A senior captain in the Houston Fire Department kept a noose hanging in his locker, and according to the Houston Black Firefighters Association, the fire department, city council and mayor haven't taken the incident seriously.
"They basically gave him a slap on the wrist," firefighter Michael McCook tells Hair Balls. "The mayor said that he was probably just practicing tying knots, but there are no tactical procedures performed with a hangman's noose."
The whole thing started back in February, when a black firefighter saw the noose in Captain Keith Smith's locker, at Fire Station No. 41. The firefighter, along with another black firefighter, told several of their supervisors about seeing the noose.

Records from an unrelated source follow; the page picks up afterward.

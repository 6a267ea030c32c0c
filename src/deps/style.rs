//! Stylesheet (`.style`) dependency closure.
use anyhow::{Context as _, Result};
use std::path::{Path, PathBuf};

use super::DependencySet;
use super::graph::ImportGraph;
use crate::error::DependentError;
use crate::scan::{self, Grammar};

/// Resolves `using` paths against an ordered list of include directories.
#[derive(Debug, Clone, Copy)]
pub struct IncludePath<'a> {
    dirs: &'a [PathBuf],
}

impl<'a> IncludePath<'a> {
    /// Search `dirs` in order.
    #[must_use]
    pub const fn new(dirs: &'a [PathBuf]) -> Self {
        Self { dirs }
    }

    /// Resolve `import` (as written in `from`) to the first include directory
    /// containing it, canonicalized.
    ///
    /// # Errors
    ///
    /// Returns [`DependentError::UnresolvedImport`] if no include directory
    /// contains the file.
    pub fn resolve(&self, import: &str, from: &Path) -> Result<PathBuf> {
        for dir in self.dirs {
            let candidate = dir.join(import);
            if candidate.is_file() {
                return dunce::canonicalize(&candidate)
                    .with_context(|| format!("resolving {}", candidate.display()));
            }
        }
        Err(DependentError::UnresolvedImport {
            import: import.to_string(),
            from: from.to_path_buf(),
        }
        .into())
    }
}

/// Compute the transitive `using` closure of `root`.
///
/// The returned set starts with the canonical root, followed by every
/// imported file in discovery order.  Members are expanded in insertion
/// order, each exactly once; everything before `cursor` has been expanded.
///
/// # Errors
///
/// Returns [`DependentError::FileNotFound`] if `root` is missing,
/// [`DependentError::UnresolvedImport`] if an import cannot be found, or
/// [`DependentError::CyclicDependency`] if any file imports itself directly
/// or through other files.
pub fn style_dependencies(root: &Path, include_dirs: &[PathBuf]) -> Result<DependencySet> {
    if !root.is_file() {
        return Err(DependentError::not_found(root).into());
    }
    let root = dunce::canonicalize(root).with_context(|| format!("resolving {}", root.display()))?;
    let include = IncludePath::new(include_dirs);

    let mut closure = DependencySet::new();
    closure.insert(root.clone());
    let mut graph = ImportGraph::new();
    let mut cursor = 0;

    while let Some(next) = closure.get(cursor).map(Path::to_path_buf) {
        cursor += 1;
        let imports = direct_imports(&next, include)?;
        for import in &imports {
            closure.insert(import.clone());
        }
        graph.insert(next, imports);
    }

    if let Some(chain) = graph.find_cycle(&root) {
        return Err(DependentError::CyclicDependency { chain }.into());
    }
    Ok(closure)
}

/// Resolve the `using` directives of a single stylesheet, in file order.
fn direct_imports(path: &Path, include: IncludePath<'_>) -> Result<Vec<PathBuf>> {
    if !path.is_file() {
        return Err(DependentError::not_found(path).into());
    }
    scan::scan_file(Grammar::Style, path)?
        .iter()
        .map(|import| include.resolve(import, path))
        .collect()
}
//! Domain-specific error types for dependency discovery and stamping.
//!
//! Every error is fatal.  Library code raises [`DependentError`] values inside
//! [`anyhow::Error`] so callers can still `downcast_ref` to the typed variant;
//! the binary reports the chain and exits non-zero.
//!
//! # Error taxonomy
//!
//! ```text
//! DependentError
//! ├── FileNotFound       - manifest, stylesheet or dependency missing
//! ├── UnresolvedImport   - `using` path not found in any include directory
//! ├── CyclicDependency   - stylesheet imports itself, directly or not
//! ├── UnknownFileType    - `-t` value is not style, qrc or qrc_list
//! ├── MissingFileType    - no `-t` given
//! ├── MissingOutputFile  - no `-o` given for a mode that stamps the marker
//! └── Io                 - any other filesystem failure
//! ```

use std::fmt::Write as _;
use std::path::{Path, PathBuf};

use thiserror::Error;

/// Top-level error type for the dependency toucher.
#[derive(Error, Debug)]
pub enum DependentError {
    /// A manifest, stylesheet or dependency does not exist.
    #[error("File not found: {}", .path.display())]
    FileNotFound {
        /// Path that was expected to be a regular file.
        path: PathBuf,
    },

    /// A `using` directive names a file absent from every include directory.
    #[error("File not found: {import} (imported from {})", .from.display())]
    UnresolvedImport {
        /// Relative path exactly as written in the directive.
        import: String,
        /// Stylesheet containing the directive.
        from: PathBuf,
    },

    /// A stylesheet depends on itself through a chain of imports.
    #[error("Cyclic dependencies: {}", format_chain(.chain))]
    CyclicDependency {
        /// Import chain, first and last elements are the same file.
        chain: Vec<PathBuf>,
    },

    /// The `-t` value does not name a known file type.
    #[error("Unknown file type: {0}")]
    UnknownFileType(String),

    /// No `-t` option was supplied.
    #[error("File type was not provided.")]
    MissingFileType,

    /// The selected mode reconciles the marker file but no `-o` was supplied.
    #[error("Output file (-o) is required for file type '{mode}'")]
    MissingOutputFile {
        /// Name of the selected mode.
        mode: String,
    },

    /// An I/O error occurred on a specific path.
    #[error("IO error on {}: {source}", .path.display())]
    Io {
        /// Path the operation was applied to.
        path: PathBuf,
        /// Underlying I/O error.
        source: std::io::Error,
    },
}

impl DependentError {
    /// Build a [`DependentError::FileNotFound`] for `path`.
    #[must_use]
    pub fn not_found(path: &Path) -> Self {
        Self::FileNotFound {
            path: path.to_path_buf(),
        }
    }

    /// Wrap an I/O error that occurred on `path`.
    #[must_use]
    pub fn io(path: &Path, source: std::io::Error) -> Self {
        Self::Io {
            path: path.to_path_buf(),
            source,
        }
    }
}

/// Render an import chain as `a -> b -> a`.
fn format_chain(chain: &[PathBuf]) -> String {
    let mut out = String::new();
    for (i, path) in chain.iter().enumerate() {
        if i > 0 {
            out.push_str(" -> ");
        }
        let _ = write!(out, "{}", path.display());
    }
    out
}

#[cfg(test)]
#[allow(clippy::expect_used)]
mod tests {
    use super::*;
    use std::io;

    #[test]
    fn file_not_found_display() {
        let e = DependentError::not_found(Path::new("/res/app.qrc"));
        assert_eq!(e.to_string(), "File not found: /res/app.qrc");
    }

    #[test]
    fn unresolved_import_display() {
        let e = DependentError::UnresolvedImport {
            import: "basic.style".to_string(),
            from: PathBuf::from("/ui/widgets.style"),
        };
        assert_eq!(
            e.to_string(),
            "File not found: basic.style (imported from /ui/widgets.style)"
        );
    }

    #[test]
    fn cyclic_dependency_display() {
        let e = DependentError::CyclicDependency {
            chain: vec![
                PathBuf::from("a.style"),
                PathBuf::from("b.style"),
                PathBuf::from("a.style"),
            ],
        };
        assert_eq!(
            e.to_string(),
            "Cyclic dependencies: a.style -> b.style -> a.style"
        );
    }

    #[test]
    fn unknown_file_type_display() {
        let e = DependentError::UnknownFileType("foo".to_string());
        assert_eq!(e.to_string(), "Unknown file type: foo");
    }

    #[test]
    fn missing_file_type_display() {
        assert_eq!(
            DependentError::MissingFileType.to_string(),
            "File type was not provided."
        );
    }

    #[test]
    fn missing_output_file_display() {
        let e = DependentError::MissingOutputFile {
            mode: "qrc".to_string(),
        };
        assert_eq!(
            e.to_string(),
            "Output file (-o) is required for file type 'qrc'"
        );
    }

    #[test]
    fn io_error_has_source() {
        use std::error::Error as StdError;
        let e = DependentError::io(
            Path::new("/out/changed"),
            io::Error::new(io::ErrorKind::PermissionDenied, "permission denied"),
        );
        assert!(e.to_string().contains("/out/changed"));
        assert!(e.source().is_some());
    }

    fn assert_send_sync<T: Send + Sync>() {}

    #[test]
    fn dependent_error_is_send_sync() {
        assert_send_sync::<DependentError>();
    }

    #[test]
    fn dependent_error_converts_to_anyhow() {
        let e = DependentError::MissingFileType;
        let _anyhow_err: anyhow::Error = e.into();
    }
}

That's when things got messy.
Before either of the supervisors acted on the situation, Otis Jordan, the president of the black fire fighters association, heard about it and contacted the the chief of the fire department, Phil Boriskie. An assistant and deputy chief were then sent to the fire station to check out Smith's locker, where they found the noose, hanging on a towel hook under a towel.
According to a release from the fire department, "Due to the nature of the process used for discovery, the legal punishment available in this situation is a notation in the Captain's personnel file. It should be noted that in discussion with the Captain he did not appear to have any ill intent regarding the noose."
"As far as the Houston Fire Department is concerned, the incident with the noose is finished," Assistant Chief Karen Dupont tells Hair Balls. "It was a poor judgment call of cultural ignorance."
Dupont says that Smith had the noose hanging in his locker for several years, tossed in after a knot tying exercise. Smith was given a written repremand for having the noose in his locker, but trouble is, so were the two fire fighters that reported seeing it.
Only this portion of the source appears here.